In the first direct confirmation that shonisaurs ate cephalopods, a large Shonisaurus coprolite (Heteropolacopros ichnosp.) collected near Berlin‑Ichthyosaur State Park (Late Triassic, Shaly Limestone Member, Luning Formation, Nevada, USA) contains the remains of a coiled cephalopod. The chambered shell is 27 mm in greatest dimension (in a coprolite fragment 6 cm long) and represents an approximate 150° arc sector of the shell. Although the shell is partly crushed, the position of the siphuncle and the presence of smoothly curved septa suggest that the ingested cephalopod is a nautiloid (cf. Cenoceras).
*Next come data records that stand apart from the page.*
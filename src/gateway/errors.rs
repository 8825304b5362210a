use thiserror::Error;

#[derive(Debug, Error)]
pub enum GatewayError {
    /// The API rejected the token (or there was none to send).
    #[error("Unauthorized")]
    Unauthorized,

    /// The API answered with an error status or a non-success envelope.
    #[error("API error ({status}): {message}")]
    Api { status: u16, message: String },

    #[error("Transport error: {0}")]
    Transport(String),

    #[error("Request timed out")]
    Timeout,

    #[error("Unexpected response: {0}")]
    Decode(String),

    #[error("Upload failed: {0}")]
    Upload(String),
}

pub type GatewayResult<T> = Result<T, GatewayError>;

impl GatewayError {
    /// Maps an HTTP status and server message; 401 and 403 both mean the
    /// session is no longer valid.
    pub fn from_status(status: u16, message: impl Into<String>) -> Self {
        match status {
            401 | 403 => GatewayError::Unauthorized,
            _ => GatewayError::Api {
                status,
                message: message.into(),
            },
        }
    }

    pub fn is_unauthorized(&self) -> bool {
        matches!(self, GatewayError::Unauthorized)
    }
}

#[cfg(feature = "server")]
impl From<reqwest::Error> for GatewayError {
    fn from(err: reqwest::Error) -> Self {
        if err.is_timeout() {
            GatewayError::Timeout
        } else if let Some(status) = err.status() {
            GatewayError::from_status(status.as_u16(), err.to_string())
        } else if err.is_decode() {
            GatewayError::Decode(err.to_string())
        } else {
            GatewayError::Transport(err.to_string())
        }
    }
}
The dietary preferences of the giant ichthyosaur Shonisaurus popularis can now be specified with greater precision. C. Camp (1980, Palaont. Abt. A. 170:139-200) inferred that Shonisaurus fed on "(?)fishes, and cephalopods." J. Mawby (1980, Nev. St. Jour., Aug. 10) argued that "small fish and squid‑like cephalopods" constituted the shonisaur diet. McMenamin and Schulte McMenamin (2011, Geol. Soc. Am. Abst. Prog. 43:310) suggested that shonisaurs ate "smaller cephalopod prey" by analogy with cetaceans. In an analysis of the contents of a second large coprolite, McMenamin and Hussey (2015, Geol. Soc. Am. Abst. Prog. 47:827) and McMenamin (2016, Dynamic Paleontology, Springer, Cham, Switzerland) identified fish skull plates preserved inside the coprolite as belonging to a whiteiidid coelacanth. This interpretation is in accord with Camp's (1980) account of J. G. Marr's discovery in Camp's Quarry No. 6 of "countless minute brachiopods mixed with an extraordinary lot of small bones . . . possibly [from the] stomach contents of ichthyosaurs." We interpret Marr's "minute brachiopods" as coelacanth scales, whose circuli running across the anterior field of each scale can mimic brachiopod growth lines. It is now possible to say with some confidence that Shonisaurus ate both coelacanth fishes and coiled cephalopods, including nautiloids. As both coelacanths and nautiloids are associated with deeper marine settings, these findings support the concept (as per the original Triassic Kraken hypothesis) that shonisaurs dove deeply in blue ocean waters to pursue their prey. Such feeding behavior would take them into the realm of potentially larger and more dangerous cephalopods.